Posts tagged Far East

Alyona’s Grandfather Moved Seven Times…

      I would like to write about my grandfather because he is very hard-working person and I am proud of him. His name is Vladimir Tyo. He was born in 1927 in Ryazanovka village, Far East (Eastern part of Russia).

      In 1937 he had migrated to Kyzylorda, Kazakhstan, where he finished school.  He had entered zoological college in 1946 and finished it in 1948. After 3 years of working practice (in 1951) he entered Almaty Zoological Institute. He had married my grandmother Zoya Kim in 1952. She finished a medical college. My grandfather graduated in 1956 and was sent by Institute staff to Kostanay region. This land wasn’t fertile because of rigorous climate. So there were not many people and especially good specialists. My grandfather was appointed and worked there as a Chief cattle-breeding specialist of a farm. He was growing cattle, horses and sheep during eight years. His work was important for the country and people. I respect him for working in hard conditions. I think this experience made him extremely hard-working person.

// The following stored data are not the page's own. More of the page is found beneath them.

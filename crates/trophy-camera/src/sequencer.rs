//! Camera tour: plays catalog motions back-to-back on one mixer.
//!
//! Lifecycle driven by the host:
//! - `init` once the camera exists: creates the mixer, attaches the
//!   surface listeners and starts the first motion.
//! - `on_frame` every rendered frame with the frame delta.
//! - `on_interaction` on click / touch end: cut to the next motion.
//! - `dispose` on teardown: stops playback and detaches everything.
//!
//! A finished event only advances the tour when it belongs to the action
//! currently tracked as active; events from replaced actions are dropped.

use std::sync::Arc;

use rand_xoshiro::Xoshiro256StarStar;
use thiserror::Error;

use crate::camera::CameraRig;
use crate::catalog::Catalog;
use crate::clip::ClipError;
use crate::config::SequencerConfig;
use crate::mixer::{ActionId, CameraMixer, ListenerId, LoopMode, MixerEvent};
use crate::rng::{tour_rng, PickRng};
use crate::selection::{SelectionError, SelectionPolicy, Selector};
use crate::surface::{InteractionKind, InteractionSurface};

#[derive(Debug, Clone, Copy, PartialEq, Eq)]
pub enum SequencerState {
    /// No mixer yet
    Uninitialized,
    /// Mixer created, nothing playing
    Idle,
    Playing,
    /// Switching motions (only observable inside a transition)
    Transitioning,
    /// Torn down; every entry point is a no-op
    Disposed,
}

/// What caused a transition.
#[derive(Debug, Clone, Copy, PartialEq, Eq)]
pub enum TransitionCause {
    Start,
    Finished,
    Interaction(InteractionKind),
}

#[derive(Debug, Error)]
pub enum SequencerError {
    #[error(transparent)]
    Selection(#[from] SelectionError),

    #[error("motion {index} rejected: {source}")]
    InvalidMotion {
        index: usize,
        #[source]
        source: ClipError,
    },

    #[error("selected index {index} is outside the catalog (size {size})")]
    MissingEntry { index: usize, size: usize },

    #[error("camera sequencer has no mixer")]
    NotInitialized,
}

/// The motion currently driving the camera.
#[derive(Debug, Clone, PartialEq)]
struct ActiveMotion {
    action: ActionId,
    index: usize,
    name: String,
}

pub struct CameraSequencer<R: PickRng = Xoshiro256StarStar> {
    catalog: Arc<Catalog>,
    config: SequencerConfig,
    selector: Selector,
    rng: R,
    mixer: Option<CameraMixer>,
    finished_listener: Option<ListenerId>,
    attached: Vec<InteractionKind>,
    active: Option<ActiveMotion>,
    state: SequencerState,
    transitions: u64,
}

impl CameraSequencer<Xoshiro256StarStar> {
    /// Sequencer seeded from `config.seed`, or from entropy when unset.
    pub fn new(catalog: Arc<Catalog>, config: SequencerConfig) -> Self {
        let rng = tour_rng(config.seed);
        Self::with_rng(catalog, config, rng)
    }
}

impl<R: PickRng> CameraSequencer<R> {
    pub fn with_rng(catalog: Arc<Catalog>, config: SequencerConfig, rng: R) -> Self {
        let selector = Selector::new(config.policy);
        Self {
            catalog,
            config,
            selector,
            rng,
            mixer: None,
            finished_listener: None,
            attached: Vec::new(),
            active: None,
            state: SequencerState::Uninitialized,
            transitions: 0,
        }
    }

    pub fn state(&self) -> SequencerState {
        self.state
    }

    pub fn catalog(&self) -> &Catalog {
        &self.catalog
    }

    pub fn config(&self) -> &SequencerConfig {
        &self.config
    }

    pub fn policy(&self) -> SelectionPolicy {
        self.selector.policy()
    }

    pub fn mixer(&self) -> Option<&CameraMixer> {
        self.mixer.as_ref()
    }

    /// Action of the motion currently driving the camera.
    pub fn active_action(&self) -> Option<ActionId> {
        self.active.as_ref().map(|a| a.action)
    }

    pub fn current_clip_name(&self) -> Option<&str> {
        self.active.as_ref().map(|a| a.name.as_str())
    }

    /// Catalog index of the active motion.
    pub fn last_index(&self) -> Option<usize> {
        self.active.as_ref().map(|a| a.index)
    }

    /// Number of motions started so far.
    pub fn transitions(&self) -> u64 {
        self.transitions
    }

    /// Interaction kinds currently attached on the surface.
    pub fn attached_listeners(&self) -> &[InteractionKind] {
        &self.attached
    }

    /// Create the mixer, attach interaction listeners and start the tour.
    ///
    /// Repeated calls are no-ops.
    pub fn init(&mut self, camera: &CameraRig, surface: &mut impl InteractionSurface) {
        match self.state {
            SequencerState::Uninitialized => {}
            SequencerState::Disposed => {
                log::warn!("Camera sequencer init after dispose ignored");
                return;
            }
            _ => return,
        }

        let mut mixer = CameraMixer::new(self.config.fade_ease);
        self.finished_listener = Some(mixer.add_finished_listener());
        self.mixer = Some(mixer);
        self.state = SequencerState::Idle;

        for kind in InteractionKind::ALL {
            match surface.attach(kind) {
                Ok(()) => self.attached.push(kind),
                Err(e) => log::warn!("Camera tour will not react to {}: {e}", kind.event_name()),
            }
        }

        log::info!(
            "Camera sequencer initialized ({} motions, {:?})",
            self.catalog.len(),
            self.selector.policy()
        );

        self.transition(TransitionCause::Start, camera);
    }

    /// Advance playback by `dt` seconds and handle finished motions.
    ///
    /// No-op before `init` and after `dispose`.
    pub fn on_frame(&mut self, dt: f32, camera: &mut CameraRig) {
        if self.state == SequencerState::Disposed {
            return;
        }
        let Some(mixer) = self.mixer.as_mut() else {
            return;
        };
        mixer.update(dt, camera);

        while let Some(event) = self.mixer.as_mut().and_then(CameraMixer::poll_event) {
            match event {
                MixerEvent::Finished(action) => {
                    self.on_action_finished(action, camera);
                }
            }
        }
    }

    /// Cut to the next motion immediately.
    ///
    /// Returns the newly started action.
    pub fn on_interaction(&mut self, kind: InteractionKind, camera: &CameraRig) -> Option<ActionId> {
        match self.state {
            SequencerState::Idle | SequencerState::Playing => {
                self.transition(TransitionCause::Interaction(kind), camera)
            }
            _ => None,
        }
    }

    /// Handle a finished event from the mixer.
    ///
    /// Only the tracked active action advances the tour.
    pub fn on_action_finished(&mut self, action: ActionId, camera: &CameraRig) -> Option<ActionId> {
        if self.state != SequencerState::Playing || self.active_action() != Some(action) {
            log::trace!("Ignoring finished event for stale action {action:?}");
            return None;
        }
        self.transition(TransitionCause::Finished, camera)
    }

    /// Stop playback and detach every listener. Idempotent.
    pub fn dispose(&mut self, surface: &mut impl InteractionSurface) {
        if self.state == SequencerState::Disposed {
            return;
        }

        if let Some(mut mixer) = self.mixer.take() {
            mixer.stop_all_action();
            if let Some(listener) = self.finished_listener.take() {
                mixer.remove_finished_listener(listener);
            }
        }
        for kind in self.attached.drain(..) {
            surface.detach(kind);
        }
        self.active = None;
        self.state = SequencerState::Disposed;

        log::info!(
            "Camera sequencer disposed after {} transitions",
            self.transitions
        );
    }

    /// Switch to the next motion, logging instead of failing.
    fn transition(&mut self, cause: TransitionCause, camera: &CameraRig) -> Option<ActionId> {
        let resume = self.state;
        self.state = SequencerState::Transitioning;

        match self.start_next(camera) {
            Ok(action) => {
                self.state = SequencerState::Playing;
                log::debug!(
                    "Camera motion {:?} -> '{}' (#{}, {:?})",
                    cause,
                    self.current_clip_name().unwrap_or_default(),
                    self.last_index().unwrap_or_default(),
                    action
                );
                Some(action)
            }
            Err(e) => {
                self.state = resume;
                if matches!(e, SequencerError::Selection(_)) {
                    log::error!("Camera transition skipped: {e}");
                } else {
                    log::warn!("Camera transition skipped: {e}");
                }
                None
            }
        }
    }

    fn start_next(&mut self, camera: &CameraRig) -> Result<ActionId, SequencerError> {
        if self.mixer.is_none() {
            return Err(SequencerError::NotInitialized);
        }
        let size = self.catalog.len();
        let index = self.selector.pick(size, &mut self.rng)?;
        let motion = self
            .catalog
            .get(index)
            .ok_or(SequencerError::MissingEntry { index, size })?;
        let clip = motion
            .build(camera)
            .map_err(|source| SequencerError::InvalidMotion { index, source })?;
        let name = clip.name().to_string();

        let Some(mixer) = self.mixer.as_mut() else {
            return Err(SequencerError::NotInitialized);
        };
        let fade = self.config.fade_seconds();

        // Fire-and-forget: the old action fades out on its own
        if let Some(previous) = self.active.take() {
            if let Some(action) = mixer.action_mut(previous.action) {
                action.fade_out(fade);
            }
        }

        let action = mixer.clip_action(clip);
        if let Some(handle) = mixer.action_mut(action) {
            handle
                .set_loop(LoopMode::Once)
                .set_clamp_when_finished(false)
                .fade_in(fade)
                .play();
        }

        self.active = Some(ActiveMotion {
            action,
            index,
            name,
        });
        self.transitions += 1;
        Ok(action)
    }
}
//! Scene configuration with layered loading
//!
//! Native builds load from multiple sources (lowest to highest priority):
//! 1. Compiled defaults
//! 2. `trophy.ron` file (if exists)
//! 3. Environment variables prefixed with `TROPHY_`
//!
//! Example environment variable: `TROPHY_SEQUENCER__FADE_DURATION=0.5`
//!
//! In the browser the RON text is handed over from JS instead.

use anyhow::{Context, Result};
use serde::{Deserialize, Serialize};
use trophy_camera::{CameraRig, SequencerConfig};

/// Main scene configuration
#[derive(Debug, Clone, Serialize, Deserialize, Default, PartialEq)]
pub struct SceneConfig {
    #[serde(default)]
    pub sequencer: SequencerConfig,

    #[serde(default)]
    pub camera: CameraConfig,

    #[serde(default)]
    pub assets: AssetConfig,

    #[serde(default)]
    pub depth_of_field: DepthOfFieldConfig,
}

/// Initial camera before the first motion takes over
#[derive(Debug, Clone, Serialize, Deserialize, PartialEq)]
#[serde(default)]
pub struct CameraConfig {
    /// Vertical field of view in degrees
    pub fov_degrees: f32,
    /// Start position `[x, y, z]`
    pub position: [f32; 3],
}

impl Default for CameraConfig {
    fn default() -> Self {
        Self {
            fov_degrees: 45.0,
            position: [200.0, 50.0, 50.0],
        }
    }
}

impl CameraConfig {
    pub fn rig(&self) -> CameraRig {
        CameraRig::new(glam::Vec3::from_array(self.position), self.fov_degrees)
    }
}

/// Asset locations and placement, consumed by the JS loader
#[derive(Debug, Clone, Serialize, Deserialize, PartialEq)]
#[serde(default)]
pub struct AssetConfig {
    /// Trophy model (GLTF/GLB)
    pub model: String,
    /// HDR environment map, also used as background
    pub environment_map: String,
    /// Uniform model scale
    pub model_scale: f32,
    /// Model rotation around Y in radians
    pub model_rotation_y: f32,
}

impl Default for AssetConfig {
    fn default() -> Self {
        Self {
            model: "/trophy.gltf".to_string(),
            environment_map: "/ballroom_1k.hdr".to_string(),
            model_scale: 1.0,
            model_rotation_y: std::f32::consts::FRAC_PI_4,
        }
    }
}

/// Depth-of-field post-processing parameters
#[derive(Debug, Clone, Serialize, Deserialize, PartialEq)]
#[serde(default)]
pub struct DepthOfFieldConfig {
    pub focus_distance: f32,
    pub focal_length: f32,
    pub bokeh_scale: f32,
}

impl Default for DepthOfFieldConfig {
    fn default() -> Self {
        Self {
            focus_distance: 0.03,
            focal_length: 0.1,
            bokeh_scale: 5.0,
        }
    }
}

impl SceneConfig {
    /// Parse a full or partial configuration from RON text.
    pub fn from_ron(text: &str) -> Result<Self> {
        ron::from_str(text).context("Failed to parse scene configuration")
    }

    /// Load configuration from `trophy.ron` in the working directory.
    #[cfg(not(target_arch = "wasm32"))]
    pub fn load() -> Result<Self> {
        Self::load_from(std::path::Path::new("trophy.ron"))
    }

    /// Load configuration with layered priority:
    /// 1. Compiled defaults (lowest priority)
    /// 2. `path` (if exists)
    /// 3. Environment variables prefixed with `TROPHY_` (highest priority)
    #[cfg(not(target_arch = "wasm32"))]
    pub fn load_from(path: &std::path::Path) -> Result<Self> {
        use config::{Config, Environment, File, FileFormat};

        let builder = Config::builder()
            // Layer 1: defaults come from the serde defaults above
            // Layer 2: Config file (optional, won't error if missing)
            .add_source(File::from(path).format(FileFormat::Ron).required(false))
            // Layer 3: Environment variables (TROPHY_SEQUENCER__SEED, etc.)
            .add_source(
                Environment::with_prefix("TROPHY")
                    .prefix_separator("_")
                    .separator("__"),
            );

        let config = builder.build().context("Failed to build configuration")?;

        let loaded: SceneConfig = config
            .try_deserialize()
            .context("Failed to deserialize configuration")?;
        log::info!("Scene configuration loaded (file: {})", path.display());
        Ok(loaded)
    }
}
//! Motion clips: a named, fixed-duration pair of camera tracks.

use glam::{Quat, Vec3};
use thiserror::Error;

use crate::track::{OrientationTrack, PositionTrack, TrackError};

/// Which camera property a track animates.
#[derive(Debug, Clone, Copy, PartialEq, Eq, Hash)]
pub enum TrackTarget {
    Position,
    Orientation,
}

impl std::fmt::Display for TrackTarget {
    fn fmt(&self, f: &mut std::fmt::Formatter<'_>) -> std::fmt::Result {
        match self {
            TrackTarget::Position => write!(f, ".position"),
            TrackTarget::Orientation => write!(f, ".quaternion"),
        }
    }
}

/// A motion definition that cannot be turned into a playable clip.
#[derive(Debug, Clone, PartialEq, Error)]
pub enum ClipError {
    #[error("clip '{name}' has invalid duration {duration}")]
    InvalidDuration { name: String, duration: f32 },

    #[error("clip '{name}' {target} track: {source}")]
    Track {
        name: String,
        target: TrackTarget,
        #[source]
        source: TrackError,
    },
}

/// Immutable camera motion.
///
/// Built fresh by a catalog entry every time it is selected and dropped
/// once its playback ends or is interrupted.
#[derive(Debug, Clone, PartialEq)]
pub struct MotionClip {
    name: String,
    duration: f32,
    position: PositionTrack,
    orientation: OrientationTrack,
}

impl MotionClip {
    pub fn new(
        name: impl Into<String>,
        duration: f32,
        position: PositionTrack,
        orientation: OrientationTrack,
    ) -> Result<Self, ClipError> {
        let name = name.into();
        if !duration.is_finite() || duration <= 0.0 {
            return Err(ClipError::InvalidDuration { name, duration });
        }
        Ok(Self {
            name,
            duration,
            position,
            orientation,
        })
    }

    pub fn name(&self) -> &str {
        &self.name
    }

    /// Length in seconds (always > 0).
    pub fn duration(&self) -> f32 {
        self.duration
    }

    pub fn position_track(&self) -> &PositionTrack {
        &self.position
    }

    pub fn orientation_track(&self) -> &OrientationTrack {
        &self.orientation
    }

    /// Camera pose at `t` seconds into the clip.
    pub fn pose_at(&self, t: f32) -> (Vec3, Quat) {
        (self.position.sample(t), self.orientation.sample(t))
    }
}
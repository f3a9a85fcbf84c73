//! Interpolation and easing primitives shared by tracks and fades.

use glam::{Quat, Vec3};
use keyframe::{ease, functions};
use serde::{Deserialize, Serialize};

/// Easing function type for weight fades.
#[derive(Debug, Clone, Copy, PartialEq, Eq, Default, Serialize, Deserialize)]
#[serde(rename_all = "snake_case")]
pub enum EaseType {
    /// Constant speed interpolation
    #[default]
    Linear,
    /// Slow start, fast end
    EaseIn,
    /// Fast start, slow end
    EaseOut,
    /// Slow start and end, fast middle
    EaseInOut,
    /// Quadratic ease out
    QuadOut,
    /// Cubic ease out
    CubicOut,
}

impl EaseType {
    /// Apply easing function to a normalized time value (0.0 to 1.0).
    pub fn apply(&self, t: f32) -> f32 {
        let t = (t as f64).clamp(0.0, 1.0);
        let result = match self {
            EaseType::Linear => ease(functions::Linear, 0.0, 1.0, t),
            EaseType::EaseIn => ease(functions::EaseIn, 0.0, 1.0, t),
            EaseType::EaseOut => ease(functions::EaseOut, 0.0, 1.0, t),
            EaseType::EaseInOut => ease(functions::EaseInOut, 0.0, 1.0, t),
            EaseType::QuadOut => ease(functions::EaseOutQuad, 0.0, 1.0, t),
            EaseType::CubicOut => ease(functions::EaseOutCubic, 0.0, 1.0, t),
        };
        result as f32
    }
}

/// Trait for values a keyframe track can interpolate between.
pub trait Tweenable: Copy {
    /// Interpolate between two values.
    /// `t` should be 0.0 to 1.0, where 0.0 returns `a` and 1.0 returns `b`.
    fn lerp(a: Self, b: Self, t: f32) -> Self;
}

impl Tweenable for f32 {
    fn lerp(a: Self, b: Self, t: f32) -> Self {
        a + (b - a) * t
    }
}

impl Tweenable for Vec3 {
    fn lerp(a: Self, b: Self, t: f32) -> Self {
        a.lerp(b, t)
    }
}

impl Tweenable for Quat {
    /// Spherical interpolation along the shortest arc.
    fn lerp(a: Self, b: Self, t: f32) -> Self {
        a.slerp(b, t)
    }
}

/// A weight ramp between two values over a fixed duration.
///
/// Used by the mixer for fade-in and fade-out of actions.
#[derive(Debug, Clone, Copy, PartialEq)]
pub struct Fade {
    from: f32,
    to: f32,
    elapsed: f32,
    duration: f32,
    easing: EaseType,
}

impl Fade {
    pub fn new(from: f32, to: f32, duration: f32, easing: EaseType) -> Self {
        Self {
            from,
            to,
            elapsed: 0.0,
            duration: duration.max(0.0),
            easing,
        }
    }

    /// Advance the fade by `dt` seconds.
    ///
    /// Returns `true` while the fade is still in progress.
    pub fn update(&mut self, dt: f32) -> bool {
        self.elapsed = (self.elapsed + dt).min(self.duration);
        !self.is_complete()
    }

    /// Current weight along the ramp.
    pub fn value(&self) -> f32 {
        if self.duration <= 0.0 {
            return self.to;
        }
        let eased = self.easing.apply(self.elapsed / self.duration);
        <f32 as Tweenable>::lerp(self.from, self.to, eased)
    }

    pub fn target(&self) -> f32 {
        self.to
    }

    pub fn is_complete(&self) -> bool {
        self.elapsed >= self.duration
    }

    /// Get remaining fade time in seconds.
    pub fn remaining(&self) -> f32 {
        (self.duration - self.elapsed).max(0.0)
    }
}
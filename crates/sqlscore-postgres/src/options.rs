use std::time::Duration;

/// Options for the PostgreSQL execution backend.
#[derive(Debug, Clone)]
pub struct PostgresOptions {
    /// Server-side `statement_timeout` applied to every statement.
    pub statement_timeout: Duration,
    pub max_connections: u32,
    pub acquire_timeout: Duration,
    /// Run statements in a read-only transaction.
    pub read_only: bool,
}

impl Default for PostgresOptions {
    fn default() -> Self {
        Self {
            statement_timeout: Duration::from_millis(30_000),
            max_connections: 5,
            acquire_timeout: Duration::from_secs(10),
            read_only: true,
        }
    }
}

impl PostgresOptions {
    /// Client-side deadline: the server timeout plus a grace period for the
    /// cancellation to come back.
    pub fn client_deadline(&self) -> Duration {
        self.statement_timeout + Duration::from_secs(5)
    }
}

      My grandparents with my father had moved to Karabalta, Kyrgyzstan, in 1964 where they had been living for ten years. Grandfather liked this place very much because of its warm climate. He is very communicative person, so he learned Kyrgyz language during this period of time. He also speaks Korean and Russian. Despite of his honorable age, he continues studying these three languages.

      In 1974 they moved to Dzhambul region, Kazahstan. Grandfather had been working in the military farm and grandmother had been working as a hospital nurse at tuberculosis sanatorium for six years. Then they moved to Chirchik, Uzbekistan, where grandfather was a manager of the pig farm. My parents had met in Chirchik and migrated to Dzhambul (Taraz), Kazahstan, in 1984. They had married and I was born here in 1985.

      In 1988 grandfather became a pensioner and moved to Taraz. There are a lot of our relatives in this town. Although grandfather is a pensioner, he is working hard almost every day in his kitchen garden. I love him very much.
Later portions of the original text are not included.